Exercise instructions: Return the number of lines below with "TopOfBook" in them, and nothing else.

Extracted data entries
**********

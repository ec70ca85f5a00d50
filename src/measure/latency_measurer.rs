use hdrhistogram::Histogram;
use std::time::{Duration, Instant};

const MAX_TRACKABLE_NS: u64 = 1_000_000_000_000;

/// Statistics for latency measurements.
#[derive(Debug, Clone, Default)]
pub struct LatencyStats {
    pub count: u64,
    /// Nanoseconds, as are the other latency fields.
    pub min: u64,
    pub max: u64,
    pub mean: f64,
    pub p50: u64,
    pub p90: u64,
    pub p99: u64,
    pub p999: u64,
    pub p9999: u64,
}

pub struct LatencyMeasurerGuard<'a> {
    measurer: &'a mut LatencyMeasurer,
    start: Option<Instant>,
}

impl Drop for LatencyMeasurerGuard<'_> {
    fn drop(&mut self) {
        if let Some(start) = self.start {
            self.measurer.record_nanos(start.elapsed().as_nanos() as u64);
        }
    }
}

/// A high-precision latency measurer using HdrHistogram.
///
/// Only every `sample_rate`-th call is recorded, which keeps the overhead off the packet path.
pub struct LatencyMeasurer {
    histogram: Histogram<u64>,
    sample_rate: u64,
    step: u64,
}

impl LatencyMeasurer {
    pub fn new(sample_rate: u64) -> Self {
        assert!(sample_rate > 0, "sample_rate must be positive");
        // 1ns to 1,000s, 3 significant figures.
        let histogram = match Histogram::<u64>::new_with_bounds(1, MAX_TRACKABLE_NS, 3) {
            Ok(histogram) => histogram,
            Err(e) => unreachable!("constant histogram bounds rejected: {e}"),
        };
        Self {
            histogram,
            sample_rate,
            step: 0,
        }
    }

    #[inline(always)]
    fn should_sample(&mut self) -> bool {
        self.step += 1;
        self.step.is_multiple_of(self.sample_rate)
    }

    pub fn measure(&mut self, duration: Duration) {
        if self.should_sample() {
            self.record_nanos(duration.as_nanos() as u64);
        }
    }

    /// Records the span between two clock readings in nanoseconds, subject to sampling.
    pub fn measure_span(&mut self, start_ns: u64, end_ns: u64) {
        if self.should_sample() {
            self.record_nanos(end_ns.saturating_sub(start_ns));
        }
    }

    fn record_nanos(&mut self, nanos: u64) {
        self.histogram
            .saturating_record(nanos.clamp(1, MAX_TRACKABLE_NS));
    }

    pub fn measure_with_guard(&mut self) -> LatencyMeasurerGuard<'_> {
        let start = self.should_sample().then(Instant::now);
        LatencyMeasurerGuard {
            measurer: self,
            start,
        }
    }

    pub fn reset(&mut self) {
        self.histogram.reset();
    }

    pub fn get_stats(&self) -> LatencyStats {
        let count = self.histogram.len();
        if count == 0 {
            return LatencyStats::default();
        }

        LatencyStats {
            count,
            min: self.histogram.min(),
            max: self.histogram.max(),
            mean: self.histogram.mean(),
            p50: self.histogram.value_at_quantile(0.5),
            p90: self.histogram.value_at_quantile(0.9),
            p99: self.histogram.value_at_quantile(0.99),
            p999: self.histogram.value_at_quantile(0.999),
            p9999: self.histogram.value_at_quantile(0.9999),
        }
    }

    pub fn format_stats(&self) -> String {
        let stats = self.get_stats();
        if stats.count == 0 {
            return "No stats collected yet".into();
        }

        format!(
            "\tn={},\tmin={},\tmax={},\tmean={},\tp50={},\tp90={},\tp99={},\tp999={},\tp9999={}",
            stats.count,
            format_duration(stats.min as f64),
            format_duration(stats.max as f64),
            format_duration(stats.mean),
            format_duration(stats.p50 as f64),
            format_duration(stats.p90 as f64),
            format_duration(stats.p99 as f64),
            format_duration(stats.p999 as f64),
            format_duration(stats.p9999 as f64),
        )
    }
}

pub(crate) fn format_duration(nanos: f64) -> String {
    if nanos < 1000.0 {
        format!("{:.1}ns", nanos)
    } else if nanos < 1_000_000.0 {
        format!("{:.1}us", nanos / 1000.0)
    } else if nanos < 1_000_000_000.0 {
        format!("{:.1}ms", nanos / 1_000_000.0)
    } else {
        format!("{:.2}s", nanos / 1_000_000_000.0)
    }
}
use std::sync::LazyLock;
use std::time::{SystemTime, UNIX_EPOCH};

#[derive(Debug, Clone, Copy, PartialEq, Eq)]
pub enum ClockSource {
    Tai,
    MonotonicRaw,
    WallClock,
}

static SOURCE: LazyLock<ClockSource> = LazyLock::new(detect);

/// The source every `now_ns` call reads from.
pub fn source() -> ClockSource {
    *SOURCE
}

#[inline(always)]
pub fn now_ns() -> u64 {
    match *SOURCE {
        ClockSource::Tai => read_tai().unwrap_or_else(wall_clock_ns),
        ClockSource::MonotonicRaw => read_monotonic_raw().unwrap_or_else(wall_clock_ns),
        ClockSource::WallClock => wall_clock_ns(),
    }
}

// CLOCK_TAI, then CLOCK_MONOTONIC_RAW, then wall-clock time.
fn detect() -> ClockSource {
    if read_tai().is_some() {
        ClockSource::Tai
    } else if read_monotonic_raw().is_some() {
        ClockSource::MonotonicRaw
    } else {
        ClockSource::WallClock
    }
}

#[cfg(any(target_os = "linux", target_os = "android", target_os = "macos", target_os = "ios"))]
#[inline(always)]
fn read(clock: libc::clockid_t) -> Option<u64> {
    let mut ts = libc::timespec {
        tv_sec: 0,
        tv_nsec: 0,
    };
    // SAFETY: `ts` is a valid, writable timespec for the duration of the call.
    let rc = unsafe { libc::clock_gettime(clock, &mut ts) };
    if rc != 0 {
        return None;
    }
    Some(ts.tv_sec as u64 * 1_000_000_000 + ts.tv_nsec as u64)
}

#[cfg(target_os = "linux")]
#[inline(always)]
fn read_tai() -> Option<u64> {
    read(libc::CLOCK_TAI)
}

#[cfg(not(target_os = "linux"))]
#[inline(always)]
fn read_tai() -> Option<u64> {
    None
}

#[cfg(any(target_os = "linux", target_os = "android", target_os = "macos", target_os = "ios"))]
#[inline(always)]
fn read_monotonic_raw() -> Option<u64> {
    read(libc::CLOCK_MONOTONIC_RAW)
}

#[cfg(not(any(target_os = "linux", target_os = "android", target_os = "macos", target_os = "ios")))]
#[inline(always)]
fn read_monotonic_raw() -> Option<u64> {
    None
}

fn wall_clock_ns() -> u64 {
    SystemTime::now()
        .duration_since(UNIX_EPOCH)
        .map(|d| d.as_nanos() as u64)
        .unwrap_or(0)
}
use crate::book::TopOfBook;
use crate::protocol::{DeltaRecord, FeatureSnapshot, Side};

pub const Q16_ONE: u32 = 1 << 16;
pub const TAU_BURST_NS: u64 = 200_000;
pub const TAU_VOL_NS: u64 = 2_000_000;

/// State carried from one batch to the next. Cleared by a reset-flagged batch.
#[derive(Debug, Clone, Copy, Default, PartialEq, Eq)]
pub struct DecayState {
    pub ofi: i32,
    pub burst: u32,
    pub volatility: u32,
    pub mid_prev: i64,
    pub last_t_ns: Option<u64>,
}

#[derive(Debug, Default, Clone)]
pub struct FeatureExtractor {
    state: DecayState,
    last: FeatureSnapshot,
}

impl FeatureExtractor {
    pub fn new() -> Self {
        Self::default()
    }

    pub fn reset(&mut self) {
        self.state = DecayState::default();
        self.last = FeatureSnapshot::default();
    }

    pub fn state(&self) -> &DecayState {
        &self.state
    }

    /// The snapshot produced by the most recent batch.
    pub fn snapshot(&self) -> FeatureSnapshot {
        self.last
    }

    /// OFI counts ADD/UPDATE only: bid flow adds, ask flow subtracts, saturating at i32 bounds.
    #[inline(always)]
    pub fn on_delta(&mut self, delta: &DeltaRecord) {
        if !delta.action.is_additive() {
            return;
        }
        self.state.ofi = match delta.side {
            Side::Bid => self.state.ofi.saturating_add(delta.qty),
            Side::Ask => self.state.ofi.saturating_sub(delta.qty),
        };
    }

    /// Closes a batch: advances the decay clock to `t_send_ns` and recomputes every feature
    /// from the updated top of book.
    pub fn on_batch(&mut self, top: &TopOfBook, t_send_ns: u64) -> FeatureSnapshot {
        let dt = match self.state.last_t_ns {
            Some(last) => t_send_ns.saturating_sub(last),
            None => 0,
        };
        self.state.last_t_ns = Some(t_send_ns);
        // The hardware multiplier is 32 bits wide on dt.
        let dt = dt.min(u32::MAX as u64);

        self.state.burst = burst_step(self.state.burst, dt);

        let mid = mid_price(top);
        let dp = (mid - self.state.mid_prev).unsigned_abs();
        self.state.mid_prev = mid;
        self.state.volatility = volatility_step(self.state.volatility, dp, dt);

        self.last = FeatureSnapshot {
            ofi: self.state.ofi,
            imbalance: imbalance_q15(top.bid_qty, top.ask_qty),
            reserved: 0,
            burst: self.state.burst,
            volatility: self.state.volatility,
        };
        self.last
    }
}

/// Top-of-book imbalance in Q1.15, truncating toward zero like hardware integer division.
#[inline(always)]
pub fn imbalance_q15(bid_qty: i32, ask_qty: i32) -> i16 {
    let den = bid_qty as i64 + ask_qty as i64;
    if den == 0 {
        return 0;
    }
    let num = (bid_qty as i64 - ask_qty as i64) * 32768;
    (num / den).clamp(i16::MIN as i64, i16::MAX as i64) as i16
}

/// `burst - floor(burst * dt / tau) + 1.0`, clamped to the u32 range.
#[inline(always)]
pub fn burst_step(burst: u32, dt_ns: u64) -> u32 {
    let decay = (burst as u128 * dt_ns as u128 / TAU_BURST_NS as u128) as i128;
    let next = burst as i128 - decay + Q16_ONE as i128;
    next.clamp(0, u32::MAX as i128) as u32
}

/// EWMA of `|Δmid|` in Q16.16: `vol + floor(((dp << 16) - vol) * dt / tau)`, clamped.
#[inline(always)]
pub fn volatility_step(vol: u32, dp: u64, dt_ns: u64) -> u32 {
    let target = (dp as i128) << 16;
    let step = ((target - vol as i128) * dt_ns as i128).div_euclid(TAU_VOL_NS as i128);
    (vol as i128 + step).clamp(0, u32::MAX as i128) as u32
}

/// Integer mid, rounded toward negative infinity.
#[inline(always)]
pub fn mid_price(top: &TopOfBook) -> i64 {
    (top.bid_price as i64 + top.ask_price as i64).div_euclid(2)
}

**********

Written solution: 3